#### Task to carry out:
Show me every line in the listing that has the word "match".

#### Data to examine:
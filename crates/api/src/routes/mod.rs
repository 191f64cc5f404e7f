pub mod catalog;
pub mod health;
pub mod session;

use axum::routing::get;
use axum::Router;

use crate::state::AppState;
use crate::ws;

/// Build the `/api/v1` route tree.
///
/// ```text
/// /ws                      WebSocket event stream
/// /devices                 device catalog
/// /jobs/catalog            job catalog
/// /session                 snapshot
/// /session/device          select device
/// /session/start           start or restart
/// /session/pause           toggle pause
/// /session/continue        continue after manual refill
/// /session/share           share text
/// /session/test-sound      test sound cue
/// ```
pub fn api_routes() -> Router<AppState> {
    Router::new()
        .route("/ws", get(ws::ws_handler))
        .merge(catalog::router())
        .nest("/session", session::router())
}
use std::future::Future;
use std::sync::Arc;

use swarm_core::error::CoreError;
use swarm_core::types::Credits;
use swarm_events::{NodeEventKind, StageKind};
use swarm_pipeline::NodeController;
use tokio::sync::broadcast;

/// Why [`Runner::run`] returned.
#[derive(Debug, Clone, Copy, PartialEq, Eq)]
pub enum StopReason {
    /// The configured number of jobs settled.
    MaxJobs,
    /// The shutdown future resolved first.
    Shutdown,
    /// The event bus closed underneath the runner.
    BusClosed,
}

#[derive(Debug, Clone, Copy, PartialEq, Eq)]
pub struct RunSummary {
    pub settled: usize,
    pub total: Credits,
    pub reason: StopReason,
}

/// Starts a node and watches its events until enough jobs have settled.
///
/// After a manual refill the runner continues the queue itself, so a
/// headless node never idles in `awaiting_continue`.
pub struct Runner {
    node: Arc<NodeController>,
    max_jobs: usize,
}

impl Runner {
    pub fn new(node: Arc<NodeController>, max_jobs: usize) -> Self {
        Self { node, max_jobs }
    }

    /// Run until `max_jobs` settle or `shutdown` resolves, then stop the node.
    pub async fn run<F>(self, shutdown: F) -> RunSummary
    where
        F: Future<Output = ()>,
    {
        let mut events = self.node.subscribe();
        let run_id = self.node.start().await;
        tracing::info!(run_id, max_jobs = self.max_jobs, "Headless run started");

        let mut settled = 0;
        let mut total = Credits::ZERO;
        tokio::pin!(shutdown);

        let reason = loop {
            let received = tokio::select! {
                () = &mut shutdown => break StopReason::Shutdown,
                received = events.recv() => received,
            };

            match received {
                Ok(event) if event.run_id != run_id => {}
                Ok(event) => match event.kind {
                    NodeEventKind::RewardSettled {
                        job,
                        reward,
                        total: new_total,
                        ..
                    } => {
                        settled += 1;
                        total = new_total;
                        tracing::info!(
                            job = job.name,
                            reward = %reward,
                            total = %total,
                            settled,
                            "Job settled",
                        );
                        if settled >= self.max_jobs {
                            break StopReason::MaxJobs;
                        }
                    }
                    NodeEventKind::StageChanged {
                        stage: StageKind::AwaitingContinue,
                        ..
                    } => self.continue_queue().await,
                    _ => {}
                },
                Err(broadcast::error::RecvError::Lagged(n)) => {
                    tracing::warn!(skipped = n, "Runner lagged behind the event bus");
                    // A skipped awaiting_continue would stall the run.
                    self.continue_queue().await;
                }
                Err(broadcast::error::RecvError::Closed) => break StopReason::BusClosed,
            }
        };

        self.node.shutdown().await;
        tracing::info!(settled, total = %total, ?reason, "Headless run finished");
        RunSummary {
            settled,
            total,
            reason,
        }
    }

    async fn continue_queue(&self) {
        match self.node.continue_queue().await {
            Ok(()) => tracing::debug!("Continued job queue after refill"),
            Err(CoreError::NotAwaitingContinue) => {}
            Err(e) => tracing::warn!(error = %e, "Failed to continue job queue"),
        }
    }
}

#### Response to this task:
            match received {
                Ok(event) => match event.kind {
        match self.node.continue_queue().await {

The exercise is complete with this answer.